Seasons on a Small New Mexico Farm

by Stanley Crawford

Pub Date: April 22nd, 1992
ISBN: 0-06-018207-5
Publisher: HarperCollins

A contemplative, ``overeducated'' writer turned small-time farmer tells of his adventures planting and harvesting garlic on a semi-arid plot of land in New Mexico. This fine memoir takes up where Crawford's superb ode to farming, Mayordomo (1988), left off. Crawford divides his narrative according to the seasons: autumn is for planting; winter is for waiting; spring is for hoeing; and summer is for the hectic harvesting of garlic, basil, flowers, and vegetables.
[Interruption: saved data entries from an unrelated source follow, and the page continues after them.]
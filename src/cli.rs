use crate::extract::Mode;
use std::ffi::OsStr;

/// Help text printed for `-h` and `--help`.
pub const USAGE: &str = "\
clang-version: print clang version on stdout.
   USAGES:
    - clang-version -h|--help
       Print this help.

    - clang-version [--major]
       Print clang version number on stdout.
       Something like: 16.0.0
       - with -major option: only print major number.

   ENVIRONMENT:
    - CLANG_VERSION_CLANG
       Compiler program to query (default: clang).
    - CLANG_VERSION_LOG
       Diagnostic log filter written to stderr, e.g. debug.

   BUGS: minimal parsing; does not report invalid arguments.";

/// What the invocation asked for.
#[derive(Debug, Clone, Copy, PartialEq, Eq)]
pub enum Action {
    Help,
    Report(Mode),
}

/// Decide the action from the arguments following the program name.
///
/// Only the first argument is looked at. Anything unrecognised, including
/// arguments that are not valid Unicode, falls back to reporting the full
/// version without complaint.
pub fn parse_args<S: AsRef<OsStr>>(args: &[S]) -> Action {
    match args.first().and_then(|arg| arg.as_ref().to_str()) {
        Some("-h" | "--help") => Action::Help,
        Some("--major") => Action::Report(Mode::Major),
        _ => Action::Report(Mode::Full),
    }
}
In chapters with such cryptic headings as ``Uprightness is All,'' ``Garlic Ghettos,'' ``The Flying Clove,'' and ``Pyrotechnics,'' he delineates different aspects of living on the land, interspersing lucid descriptions of apparently mundane chores with meditations on the mysteries of life. Crawford's prose is always deliciously spare and understated: ``Winds arriving late in the day...the vultures are circling closer and closer to their roost and readying themselves to drop, with darkness itself, into their dead trees at the very last moment of light.'' At times his musings seem a bit precious (``[farming] does not wash me clean of my share of privilege as a citizen of the wealthiest and most consumingly rapacious country in the world, but through this labor I know...what it is to live that life with windows on no other''), and his descriptions of certain aspects of farming—such as his decision to switch from cottonmeal-seed fertilizer to synthetic fertilizer to animal manure—go on and on. It would have been nice, too, if Crawford had included more on the history and culture of garlic. Somewhat self-conscious and static in spots, but, still, an evocative book written in clean, often startlingly beautiful prose. (Illustrations.)